WHAT THE TASK REQUIRES: Report only how many lines in the material contain "candidate".

RECORDS:
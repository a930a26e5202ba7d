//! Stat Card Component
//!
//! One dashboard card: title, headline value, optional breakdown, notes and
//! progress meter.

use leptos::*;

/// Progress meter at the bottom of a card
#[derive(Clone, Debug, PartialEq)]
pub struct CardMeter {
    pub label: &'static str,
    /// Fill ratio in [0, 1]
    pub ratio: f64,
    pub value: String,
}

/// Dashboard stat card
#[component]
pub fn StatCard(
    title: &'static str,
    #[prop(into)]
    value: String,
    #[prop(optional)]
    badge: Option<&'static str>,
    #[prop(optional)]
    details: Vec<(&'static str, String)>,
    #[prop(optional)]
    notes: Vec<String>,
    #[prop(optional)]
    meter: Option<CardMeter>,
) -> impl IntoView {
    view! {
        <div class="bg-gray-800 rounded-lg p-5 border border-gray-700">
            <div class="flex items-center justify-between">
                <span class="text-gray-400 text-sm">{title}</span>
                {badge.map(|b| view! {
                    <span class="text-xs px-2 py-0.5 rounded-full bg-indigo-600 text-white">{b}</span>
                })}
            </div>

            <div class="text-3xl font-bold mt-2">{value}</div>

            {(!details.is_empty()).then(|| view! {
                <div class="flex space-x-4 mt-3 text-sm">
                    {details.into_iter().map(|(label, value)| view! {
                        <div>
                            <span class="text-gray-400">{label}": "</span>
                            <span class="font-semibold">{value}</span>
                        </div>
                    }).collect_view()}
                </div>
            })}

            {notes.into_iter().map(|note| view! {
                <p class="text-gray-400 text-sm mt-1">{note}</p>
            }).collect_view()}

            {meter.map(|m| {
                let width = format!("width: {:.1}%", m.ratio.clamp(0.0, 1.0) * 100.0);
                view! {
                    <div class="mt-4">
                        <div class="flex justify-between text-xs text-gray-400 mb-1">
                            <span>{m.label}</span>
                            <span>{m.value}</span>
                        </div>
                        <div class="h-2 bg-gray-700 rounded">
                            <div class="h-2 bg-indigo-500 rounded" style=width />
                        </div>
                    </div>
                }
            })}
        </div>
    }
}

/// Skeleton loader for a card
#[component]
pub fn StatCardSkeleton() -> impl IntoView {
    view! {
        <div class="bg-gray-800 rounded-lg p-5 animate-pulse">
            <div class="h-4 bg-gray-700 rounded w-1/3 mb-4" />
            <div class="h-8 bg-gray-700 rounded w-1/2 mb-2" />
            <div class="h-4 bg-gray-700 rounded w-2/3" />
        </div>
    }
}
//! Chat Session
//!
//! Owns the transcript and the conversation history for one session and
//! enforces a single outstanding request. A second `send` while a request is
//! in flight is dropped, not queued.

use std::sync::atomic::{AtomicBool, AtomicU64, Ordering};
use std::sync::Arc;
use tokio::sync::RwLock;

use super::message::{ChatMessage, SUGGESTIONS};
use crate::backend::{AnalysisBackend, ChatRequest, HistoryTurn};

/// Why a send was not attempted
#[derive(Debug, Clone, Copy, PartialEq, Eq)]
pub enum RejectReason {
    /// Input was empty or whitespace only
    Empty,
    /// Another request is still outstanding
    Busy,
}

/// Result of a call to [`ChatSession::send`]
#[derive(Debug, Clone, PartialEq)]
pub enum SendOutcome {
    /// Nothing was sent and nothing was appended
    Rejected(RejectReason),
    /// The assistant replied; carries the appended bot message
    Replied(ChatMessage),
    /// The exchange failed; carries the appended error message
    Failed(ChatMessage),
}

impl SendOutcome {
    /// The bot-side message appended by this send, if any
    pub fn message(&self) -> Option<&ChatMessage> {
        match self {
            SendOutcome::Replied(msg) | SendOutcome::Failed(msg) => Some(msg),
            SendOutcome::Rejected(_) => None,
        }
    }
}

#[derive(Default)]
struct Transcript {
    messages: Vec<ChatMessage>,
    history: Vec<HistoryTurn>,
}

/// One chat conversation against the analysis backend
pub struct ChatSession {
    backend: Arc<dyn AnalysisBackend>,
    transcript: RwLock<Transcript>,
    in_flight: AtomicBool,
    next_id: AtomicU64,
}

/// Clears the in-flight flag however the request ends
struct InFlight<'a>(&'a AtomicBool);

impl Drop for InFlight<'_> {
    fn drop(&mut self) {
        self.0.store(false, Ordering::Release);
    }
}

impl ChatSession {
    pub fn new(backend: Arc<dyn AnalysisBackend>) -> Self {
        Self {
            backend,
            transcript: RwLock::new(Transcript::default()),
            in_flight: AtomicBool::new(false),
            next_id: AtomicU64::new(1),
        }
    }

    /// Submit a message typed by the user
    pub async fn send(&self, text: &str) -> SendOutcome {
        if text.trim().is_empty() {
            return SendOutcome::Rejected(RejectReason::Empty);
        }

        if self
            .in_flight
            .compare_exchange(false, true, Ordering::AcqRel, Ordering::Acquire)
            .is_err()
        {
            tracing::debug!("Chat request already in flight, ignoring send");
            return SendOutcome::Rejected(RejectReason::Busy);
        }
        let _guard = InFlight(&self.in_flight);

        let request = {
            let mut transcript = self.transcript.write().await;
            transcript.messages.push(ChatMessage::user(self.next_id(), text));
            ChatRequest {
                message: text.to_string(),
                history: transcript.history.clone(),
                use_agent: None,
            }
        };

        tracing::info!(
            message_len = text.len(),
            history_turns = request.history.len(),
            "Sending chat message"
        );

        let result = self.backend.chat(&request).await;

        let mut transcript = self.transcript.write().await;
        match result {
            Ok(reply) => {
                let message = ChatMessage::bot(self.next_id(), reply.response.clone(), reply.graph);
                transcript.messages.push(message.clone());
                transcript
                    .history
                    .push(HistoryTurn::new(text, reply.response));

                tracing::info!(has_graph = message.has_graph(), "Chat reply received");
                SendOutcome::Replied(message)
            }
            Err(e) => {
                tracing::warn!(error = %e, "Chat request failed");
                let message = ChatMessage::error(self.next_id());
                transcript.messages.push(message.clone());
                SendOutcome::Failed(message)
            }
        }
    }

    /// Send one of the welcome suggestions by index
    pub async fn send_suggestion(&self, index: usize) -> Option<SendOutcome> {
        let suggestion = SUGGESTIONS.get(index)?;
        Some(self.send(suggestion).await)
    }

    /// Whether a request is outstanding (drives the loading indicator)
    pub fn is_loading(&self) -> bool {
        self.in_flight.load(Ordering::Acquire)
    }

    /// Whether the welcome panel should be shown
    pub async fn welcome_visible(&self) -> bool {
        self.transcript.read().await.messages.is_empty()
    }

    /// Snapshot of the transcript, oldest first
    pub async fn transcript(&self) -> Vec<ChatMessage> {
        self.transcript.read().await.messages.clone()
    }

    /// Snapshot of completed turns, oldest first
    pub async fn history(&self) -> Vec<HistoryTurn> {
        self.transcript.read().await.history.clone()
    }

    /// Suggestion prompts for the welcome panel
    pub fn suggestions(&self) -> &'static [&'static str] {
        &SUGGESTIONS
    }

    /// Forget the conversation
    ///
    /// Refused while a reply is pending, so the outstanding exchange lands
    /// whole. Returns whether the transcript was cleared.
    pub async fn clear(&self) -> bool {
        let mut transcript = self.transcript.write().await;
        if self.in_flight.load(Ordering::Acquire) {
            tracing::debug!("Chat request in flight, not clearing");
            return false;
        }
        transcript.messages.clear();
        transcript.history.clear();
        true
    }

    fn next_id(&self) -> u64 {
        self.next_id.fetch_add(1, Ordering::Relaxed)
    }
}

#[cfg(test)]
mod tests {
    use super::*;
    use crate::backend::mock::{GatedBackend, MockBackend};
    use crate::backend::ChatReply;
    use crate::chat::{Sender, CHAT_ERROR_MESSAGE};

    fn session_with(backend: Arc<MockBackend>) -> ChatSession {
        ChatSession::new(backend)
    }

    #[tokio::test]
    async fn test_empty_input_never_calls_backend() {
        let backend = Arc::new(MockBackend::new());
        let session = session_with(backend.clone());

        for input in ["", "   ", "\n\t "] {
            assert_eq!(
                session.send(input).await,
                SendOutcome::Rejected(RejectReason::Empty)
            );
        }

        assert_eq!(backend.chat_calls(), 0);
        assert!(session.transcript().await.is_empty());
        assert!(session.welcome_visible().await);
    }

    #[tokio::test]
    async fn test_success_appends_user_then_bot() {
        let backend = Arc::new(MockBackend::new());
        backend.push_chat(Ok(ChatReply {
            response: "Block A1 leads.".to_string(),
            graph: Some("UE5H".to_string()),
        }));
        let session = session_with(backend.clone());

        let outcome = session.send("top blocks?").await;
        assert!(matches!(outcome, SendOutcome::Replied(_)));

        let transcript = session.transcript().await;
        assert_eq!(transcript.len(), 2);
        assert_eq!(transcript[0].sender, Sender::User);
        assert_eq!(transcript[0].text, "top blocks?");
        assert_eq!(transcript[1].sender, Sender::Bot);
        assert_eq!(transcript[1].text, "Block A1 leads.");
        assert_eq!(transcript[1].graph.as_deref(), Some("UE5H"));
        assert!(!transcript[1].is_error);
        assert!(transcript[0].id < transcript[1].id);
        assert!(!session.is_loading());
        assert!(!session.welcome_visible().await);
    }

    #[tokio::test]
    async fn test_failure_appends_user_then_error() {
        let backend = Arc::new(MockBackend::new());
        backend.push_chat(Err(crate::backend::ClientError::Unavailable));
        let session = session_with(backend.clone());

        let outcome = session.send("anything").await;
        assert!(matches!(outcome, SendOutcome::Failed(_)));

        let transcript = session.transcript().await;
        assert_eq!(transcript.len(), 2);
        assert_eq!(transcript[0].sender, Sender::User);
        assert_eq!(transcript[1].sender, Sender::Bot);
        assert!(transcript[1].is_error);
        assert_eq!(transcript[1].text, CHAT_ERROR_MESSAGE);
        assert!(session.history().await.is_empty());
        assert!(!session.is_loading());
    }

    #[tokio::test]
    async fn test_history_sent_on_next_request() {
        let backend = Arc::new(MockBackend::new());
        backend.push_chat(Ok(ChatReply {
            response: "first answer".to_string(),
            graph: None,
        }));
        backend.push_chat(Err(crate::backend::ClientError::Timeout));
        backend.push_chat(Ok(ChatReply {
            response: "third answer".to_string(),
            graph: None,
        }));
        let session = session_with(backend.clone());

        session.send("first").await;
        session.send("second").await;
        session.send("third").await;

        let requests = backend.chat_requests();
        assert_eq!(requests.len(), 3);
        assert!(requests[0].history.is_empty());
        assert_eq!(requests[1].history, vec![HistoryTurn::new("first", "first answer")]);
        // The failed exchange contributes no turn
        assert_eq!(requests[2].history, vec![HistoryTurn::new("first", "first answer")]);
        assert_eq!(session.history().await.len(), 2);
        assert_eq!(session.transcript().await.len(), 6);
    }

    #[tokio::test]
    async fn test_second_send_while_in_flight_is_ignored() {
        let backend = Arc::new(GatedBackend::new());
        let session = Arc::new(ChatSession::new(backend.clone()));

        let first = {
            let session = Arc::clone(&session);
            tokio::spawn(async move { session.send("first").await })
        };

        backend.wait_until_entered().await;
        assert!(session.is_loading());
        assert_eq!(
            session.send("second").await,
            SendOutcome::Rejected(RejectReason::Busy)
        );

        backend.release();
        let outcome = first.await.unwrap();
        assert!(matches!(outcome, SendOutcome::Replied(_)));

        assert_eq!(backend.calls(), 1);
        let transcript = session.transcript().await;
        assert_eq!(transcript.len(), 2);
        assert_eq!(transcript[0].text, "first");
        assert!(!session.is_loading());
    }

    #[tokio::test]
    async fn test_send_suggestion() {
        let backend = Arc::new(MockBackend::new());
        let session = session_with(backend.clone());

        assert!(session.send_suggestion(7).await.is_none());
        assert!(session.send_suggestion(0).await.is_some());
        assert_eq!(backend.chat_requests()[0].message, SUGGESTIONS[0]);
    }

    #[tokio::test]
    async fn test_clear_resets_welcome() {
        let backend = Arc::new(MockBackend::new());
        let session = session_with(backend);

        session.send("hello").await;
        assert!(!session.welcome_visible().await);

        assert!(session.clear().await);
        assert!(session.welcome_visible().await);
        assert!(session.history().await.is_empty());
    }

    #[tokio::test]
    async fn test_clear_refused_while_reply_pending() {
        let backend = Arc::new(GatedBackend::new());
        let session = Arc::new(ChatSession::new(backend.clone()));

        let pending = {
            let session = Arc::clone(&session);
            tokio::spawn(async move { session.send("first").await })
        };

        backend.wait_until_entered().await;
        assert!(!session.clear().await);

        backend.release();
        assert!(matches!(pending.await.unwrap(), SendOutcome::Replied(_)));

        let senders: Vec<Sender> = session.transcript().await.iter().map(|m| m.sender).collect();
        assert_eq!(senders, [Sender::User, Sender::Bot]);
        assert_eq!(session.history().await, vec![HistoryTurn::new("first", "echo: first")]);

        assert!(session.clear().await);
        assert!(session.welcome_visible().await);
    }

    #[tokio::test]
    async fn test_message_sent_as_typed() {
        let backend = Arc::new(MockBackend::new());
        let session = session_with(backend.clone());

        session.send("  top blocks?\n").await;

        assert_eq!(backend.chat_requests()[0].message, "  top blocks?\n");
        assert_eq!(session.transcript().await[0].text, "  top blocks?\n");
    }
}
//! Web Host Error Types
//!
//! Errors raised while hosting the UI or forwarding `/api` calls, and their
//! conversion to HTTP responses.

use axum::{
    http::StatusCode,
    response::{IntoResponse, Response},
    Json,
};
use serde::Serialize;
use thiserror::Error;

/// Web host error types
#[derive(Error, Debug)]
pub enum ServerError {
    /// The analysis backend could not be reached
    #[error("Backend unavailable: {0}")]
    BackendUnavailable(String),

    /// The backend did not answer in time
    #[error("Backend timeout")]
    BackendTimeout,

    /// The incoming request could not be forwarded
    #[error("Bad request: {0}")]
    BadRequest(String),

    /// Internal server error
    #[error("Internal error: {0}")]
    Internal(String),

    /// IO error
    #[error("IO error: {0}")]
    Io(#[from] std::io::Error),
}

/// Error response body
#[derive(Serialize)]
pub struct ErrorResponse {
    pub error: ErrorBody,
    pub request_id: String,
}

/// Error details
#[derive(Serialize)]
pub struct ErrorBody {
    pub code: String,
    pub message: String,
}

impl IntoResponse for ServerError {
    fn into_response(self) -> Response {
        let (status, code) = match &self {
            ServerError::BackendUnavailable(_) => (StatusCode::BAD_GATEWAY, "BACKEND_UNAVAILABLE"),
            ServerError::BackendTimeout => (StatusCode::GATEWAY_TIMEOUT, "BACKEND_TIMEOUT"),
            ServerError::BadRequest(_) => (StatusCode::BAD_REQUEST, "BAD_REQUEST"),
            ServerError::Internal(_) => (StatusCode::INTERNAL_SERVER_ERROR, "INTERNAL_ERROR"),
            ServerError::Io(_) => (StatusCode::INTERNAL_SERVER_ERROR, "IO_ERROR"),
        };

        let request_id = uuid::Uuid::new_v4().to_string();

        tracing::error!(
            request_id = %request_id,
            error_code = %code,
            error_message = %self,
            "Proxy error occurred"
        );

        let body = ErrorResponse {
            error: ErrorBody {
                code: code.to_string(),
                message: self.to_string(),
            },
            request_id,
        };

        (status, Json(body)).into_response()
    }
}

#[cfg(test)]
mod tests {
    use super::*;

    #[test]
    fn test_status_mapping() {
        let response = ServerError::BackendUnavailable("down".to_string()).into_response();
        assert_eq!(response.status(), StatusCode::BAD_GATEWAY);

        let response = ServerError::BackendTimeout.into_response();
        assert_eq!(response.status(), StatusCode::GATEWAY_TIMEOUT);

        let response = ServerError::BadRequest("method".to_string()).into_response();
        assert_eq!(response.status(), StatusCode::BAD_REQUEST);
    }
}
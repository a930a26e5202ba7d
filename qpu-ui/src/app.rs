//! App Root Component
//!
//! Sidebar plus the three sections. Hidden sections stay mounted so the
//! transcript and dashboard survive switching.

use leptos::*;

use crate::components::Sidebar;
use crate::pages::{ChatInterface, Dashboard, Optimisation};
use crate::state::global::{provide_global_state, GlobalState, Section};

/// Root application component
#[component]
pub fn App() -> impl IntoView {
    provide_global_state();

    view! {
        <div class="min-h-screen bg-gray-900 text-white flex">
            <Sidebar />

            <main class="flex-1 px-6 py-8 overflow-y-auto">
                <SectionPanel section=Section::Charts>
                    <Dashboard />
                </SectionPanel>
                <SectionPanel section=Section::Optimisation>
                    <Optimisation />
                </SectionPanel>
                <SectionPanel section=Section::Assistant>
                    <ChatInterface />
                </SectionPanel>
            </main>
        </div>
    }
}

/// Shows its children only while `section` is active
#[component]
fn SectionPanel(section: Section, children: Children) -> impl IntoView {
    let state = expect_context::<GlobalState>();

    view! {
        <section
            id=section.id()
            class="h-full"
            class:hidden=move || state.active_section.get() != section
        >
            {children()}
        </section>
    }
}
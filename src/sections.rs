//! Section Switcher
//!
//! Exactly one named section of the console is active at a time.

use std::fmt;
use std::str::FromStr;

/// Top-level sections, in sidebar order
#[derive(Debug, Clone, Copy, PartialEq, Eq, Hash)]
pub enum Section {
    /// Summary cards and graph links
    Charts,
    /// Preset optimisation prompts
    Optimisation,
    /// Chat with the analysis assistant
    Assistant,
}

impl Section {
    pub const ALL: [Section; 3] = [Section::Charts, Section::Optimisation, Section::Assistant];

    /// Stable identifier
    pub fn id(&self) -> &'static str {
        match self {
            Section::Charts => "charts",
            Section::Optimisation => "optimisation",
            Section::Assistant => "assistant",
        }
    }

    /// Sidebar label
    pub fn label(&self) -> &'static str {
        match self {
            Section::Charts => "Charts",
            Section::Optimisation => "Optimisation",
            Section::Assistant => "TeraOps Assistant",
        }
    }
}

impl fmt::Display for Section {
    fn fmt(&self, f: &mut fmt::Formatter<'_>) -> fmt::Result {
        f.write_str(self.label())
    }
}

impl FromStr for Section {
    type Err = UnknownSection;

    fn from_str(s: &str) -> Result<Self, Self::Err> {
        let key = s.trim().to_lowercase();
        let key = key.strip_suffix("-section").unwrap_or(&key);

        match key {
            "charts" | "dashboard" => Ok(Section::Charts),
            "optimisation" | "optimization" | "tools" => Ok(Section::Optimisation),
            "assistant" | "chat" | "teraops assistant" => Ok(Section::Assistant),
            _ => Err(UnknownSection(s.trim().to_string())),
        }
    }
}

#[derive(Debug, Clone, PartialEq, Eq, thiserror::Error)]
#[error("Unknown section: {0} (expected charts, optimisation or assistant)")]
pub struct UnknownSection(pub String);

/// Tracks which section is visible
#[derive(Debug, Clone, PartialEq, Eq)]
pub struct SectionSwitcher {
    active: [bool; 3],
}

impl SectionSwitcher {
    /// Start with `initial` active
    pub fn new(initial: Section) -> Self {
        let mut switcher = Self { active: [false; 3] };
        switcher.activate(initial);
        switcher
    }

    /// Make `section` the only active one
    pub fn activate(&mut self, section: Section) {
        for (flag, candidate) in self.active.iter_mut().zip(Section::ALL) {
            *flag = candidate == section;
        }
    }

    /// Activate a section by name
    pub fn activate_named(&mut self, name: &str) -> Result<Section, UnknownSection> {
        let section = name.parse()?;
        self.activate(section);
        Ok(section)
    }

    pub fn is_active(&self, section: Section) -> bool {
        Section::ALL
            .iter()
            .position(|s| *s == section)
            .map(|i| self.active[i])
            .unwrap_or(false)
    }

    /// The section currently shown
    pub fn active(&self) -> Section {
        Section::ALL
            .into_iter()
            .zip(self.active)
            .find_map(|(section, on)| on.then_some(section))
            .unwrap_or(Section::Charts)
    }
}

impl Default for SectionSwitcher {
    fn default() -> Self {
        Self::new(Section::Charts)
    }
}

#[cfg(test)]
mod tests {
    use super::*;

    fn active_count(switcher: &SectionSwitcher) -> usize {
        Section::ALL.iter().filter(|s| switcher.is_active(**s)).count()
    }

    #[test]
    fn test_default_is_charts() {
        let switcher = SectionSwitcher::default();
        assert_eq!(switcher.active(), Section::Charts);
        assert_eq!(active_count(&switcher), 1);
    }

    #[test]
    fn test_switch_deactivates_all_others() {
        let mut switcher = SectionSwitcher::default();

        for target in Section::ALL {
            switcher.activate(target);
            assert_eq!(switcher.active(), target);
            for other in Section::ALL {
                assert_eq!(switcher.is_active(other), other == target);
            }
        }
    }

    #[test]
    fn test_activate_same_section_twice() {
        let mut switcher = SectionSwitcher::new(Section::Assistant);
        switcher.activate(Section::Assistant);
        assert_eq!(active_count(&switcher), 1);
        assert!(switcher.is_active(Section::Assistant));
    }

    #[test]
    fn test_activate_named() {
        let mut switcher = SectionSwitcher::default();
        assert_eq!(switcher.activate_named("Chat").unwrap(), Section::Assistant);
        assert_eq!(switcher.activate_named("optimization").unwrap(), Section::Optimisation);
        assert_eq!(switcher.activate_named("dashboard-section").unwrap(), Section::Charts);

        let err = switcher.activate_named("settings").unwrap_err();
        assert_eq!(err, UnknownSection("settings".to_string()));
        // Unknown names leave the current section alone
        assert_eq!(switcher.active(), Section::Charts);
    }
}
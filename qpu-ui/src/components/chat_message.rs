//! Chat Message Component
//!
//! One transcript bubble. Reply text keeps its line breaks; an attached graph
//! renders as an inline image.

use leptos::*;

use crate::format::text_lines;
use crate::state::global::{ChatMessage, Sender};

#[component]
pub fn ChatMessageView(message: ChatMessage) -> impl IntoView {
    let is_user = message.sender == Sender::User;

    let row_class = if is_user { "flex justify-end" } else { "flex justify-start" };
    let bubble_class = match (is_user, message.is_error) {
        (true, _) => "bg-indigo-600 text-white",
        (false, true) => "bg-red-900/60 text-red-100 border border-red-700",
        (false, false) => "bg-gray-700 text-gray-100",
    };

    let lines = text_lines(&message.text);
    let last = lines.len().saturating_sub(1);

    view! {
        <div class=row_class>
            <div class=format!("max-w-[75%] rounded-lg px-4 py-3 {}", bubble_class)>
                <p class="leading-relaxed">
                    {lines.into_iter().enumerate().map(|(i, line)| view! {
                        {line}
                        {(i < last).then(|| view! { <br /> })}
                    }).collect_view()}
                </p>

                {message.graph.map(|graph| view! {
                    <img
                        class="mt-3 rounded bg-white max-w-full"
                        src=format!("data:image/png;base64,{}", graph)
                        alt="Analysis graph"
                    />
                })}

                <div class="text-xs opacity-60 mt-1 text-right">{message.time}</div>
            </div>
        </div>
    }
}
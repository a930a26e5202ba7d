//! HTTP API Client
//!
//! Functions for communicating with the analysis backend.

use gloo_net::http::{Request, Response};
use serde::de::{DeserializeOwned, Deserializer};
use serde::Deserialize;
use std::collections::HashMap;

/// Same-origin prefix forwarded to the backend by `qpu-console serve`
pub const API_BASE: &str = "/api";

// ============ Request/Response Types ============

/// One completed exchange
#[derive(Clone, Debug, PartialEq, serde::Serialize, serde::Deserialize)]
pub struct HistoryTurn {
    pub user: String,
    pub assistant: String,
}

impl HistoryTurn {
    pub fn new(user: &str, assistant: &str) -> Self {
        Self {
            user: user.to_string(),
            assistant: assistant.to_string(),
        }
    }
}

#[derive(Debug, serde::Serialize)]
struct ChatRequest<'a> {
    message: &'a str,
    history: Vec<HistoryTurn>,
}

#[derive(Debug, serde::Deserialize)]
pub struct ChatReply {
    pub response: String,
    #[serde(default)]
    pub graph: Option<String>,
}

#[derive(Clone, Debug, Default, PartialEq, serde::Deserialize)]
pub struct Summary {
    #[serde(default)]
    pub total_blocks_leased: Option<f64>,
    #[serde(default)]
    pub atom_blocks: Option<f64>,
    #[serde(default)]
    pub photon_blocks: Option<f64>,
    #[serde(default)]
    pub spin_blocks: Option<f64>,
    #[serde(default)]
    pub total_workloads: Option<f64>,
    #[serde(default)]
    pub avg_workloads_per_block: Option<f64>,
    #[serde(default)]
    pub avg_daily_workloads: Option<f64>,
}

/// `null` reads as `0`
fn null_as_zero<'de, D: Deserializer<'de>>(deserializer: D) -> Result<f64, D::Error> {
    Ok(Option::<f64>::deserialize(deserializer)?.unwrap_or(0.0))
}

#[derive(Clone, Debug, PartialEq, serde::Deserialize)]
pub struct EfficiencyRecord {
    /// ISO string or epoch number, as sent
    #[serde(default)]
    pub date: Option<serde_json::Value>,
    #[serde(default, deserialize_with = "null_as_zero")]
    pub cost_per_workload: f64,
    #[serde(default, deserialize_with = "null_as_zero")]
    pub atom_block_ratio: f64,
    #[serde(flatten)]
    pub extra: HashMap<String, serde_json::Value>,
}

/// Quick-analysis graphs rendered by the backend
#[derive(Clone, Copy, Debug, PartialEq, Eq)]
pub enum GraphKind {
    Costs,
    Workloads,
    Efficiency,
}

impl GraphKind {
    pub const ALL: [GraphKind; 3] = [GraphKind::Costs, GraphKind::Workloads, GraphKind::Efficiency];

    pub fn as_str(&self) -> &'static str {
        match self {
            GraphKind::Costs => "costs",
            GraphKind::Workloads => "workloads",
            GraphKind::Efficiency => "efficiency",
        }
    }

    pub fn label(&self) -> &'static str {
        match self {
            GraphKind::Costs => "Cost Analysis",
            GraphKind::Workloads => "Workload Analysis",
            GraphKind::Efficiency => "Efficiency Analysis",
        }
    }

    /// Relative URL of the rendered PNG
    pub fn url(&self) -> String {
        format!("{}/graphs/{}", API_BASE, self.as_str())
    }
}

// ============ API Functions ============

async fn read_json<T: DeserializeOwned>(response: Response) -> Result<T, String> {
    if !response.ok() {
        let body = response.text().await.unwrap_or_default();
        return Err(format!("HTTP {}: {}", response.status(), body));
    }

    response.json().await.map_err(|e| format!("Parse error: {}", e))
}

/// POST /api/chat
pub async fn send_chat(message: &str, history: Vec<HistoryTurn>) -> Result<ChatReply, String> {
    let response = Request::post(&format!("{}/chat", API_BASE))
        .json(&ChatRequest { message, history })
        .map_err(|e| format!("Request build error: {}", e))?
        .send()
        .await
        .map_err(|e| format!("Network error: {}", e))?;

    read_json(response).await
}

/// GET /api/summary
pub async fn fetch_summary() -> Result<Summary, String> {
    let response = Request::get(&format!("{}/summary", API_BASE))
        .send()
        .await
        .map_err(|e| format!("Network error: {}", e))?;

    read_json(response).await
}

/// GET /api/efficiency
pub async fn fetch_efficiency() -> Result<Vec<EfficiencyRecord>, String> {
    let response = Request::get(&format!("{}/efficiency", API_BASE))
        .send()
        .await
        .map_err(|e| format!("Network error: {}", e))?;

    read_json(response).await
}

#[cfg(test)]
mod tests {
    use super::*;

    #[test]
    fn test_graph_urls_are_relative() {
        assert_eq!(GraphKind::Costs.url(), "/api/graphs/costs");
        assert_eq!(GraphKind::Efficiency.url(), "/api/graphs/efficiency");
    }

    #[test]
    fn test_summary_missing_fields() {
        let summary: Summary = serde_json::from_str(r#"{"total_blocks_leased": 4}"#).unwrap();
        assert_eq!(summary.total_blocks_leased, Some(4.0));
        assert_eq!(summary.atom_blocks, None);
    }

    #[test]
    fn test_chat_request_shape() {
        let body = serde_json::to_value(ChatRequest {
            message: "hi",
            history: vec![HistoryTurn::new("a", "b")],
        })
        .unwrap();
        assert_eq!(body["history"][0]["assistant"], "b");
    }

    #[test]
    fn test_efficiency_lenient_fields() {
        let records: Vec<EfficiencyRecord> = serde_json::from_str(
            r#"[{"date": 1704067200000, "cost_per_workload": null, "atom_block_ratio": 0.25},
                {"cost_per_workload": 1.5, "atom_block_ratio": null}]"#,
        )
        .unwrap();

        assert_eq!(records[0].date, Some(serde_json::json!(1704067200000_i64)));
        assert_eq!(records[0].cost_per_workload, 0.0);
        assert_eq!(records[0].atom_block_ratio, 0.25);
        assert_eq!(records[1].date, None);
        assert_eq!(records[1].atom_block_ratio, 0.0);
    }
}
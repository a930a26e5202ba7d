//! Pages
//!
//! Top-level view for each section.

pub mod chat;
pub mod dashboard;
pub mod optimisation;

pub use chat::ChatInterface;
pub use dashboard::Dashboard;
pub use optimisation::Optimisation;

EXERCISE ANSWER: 2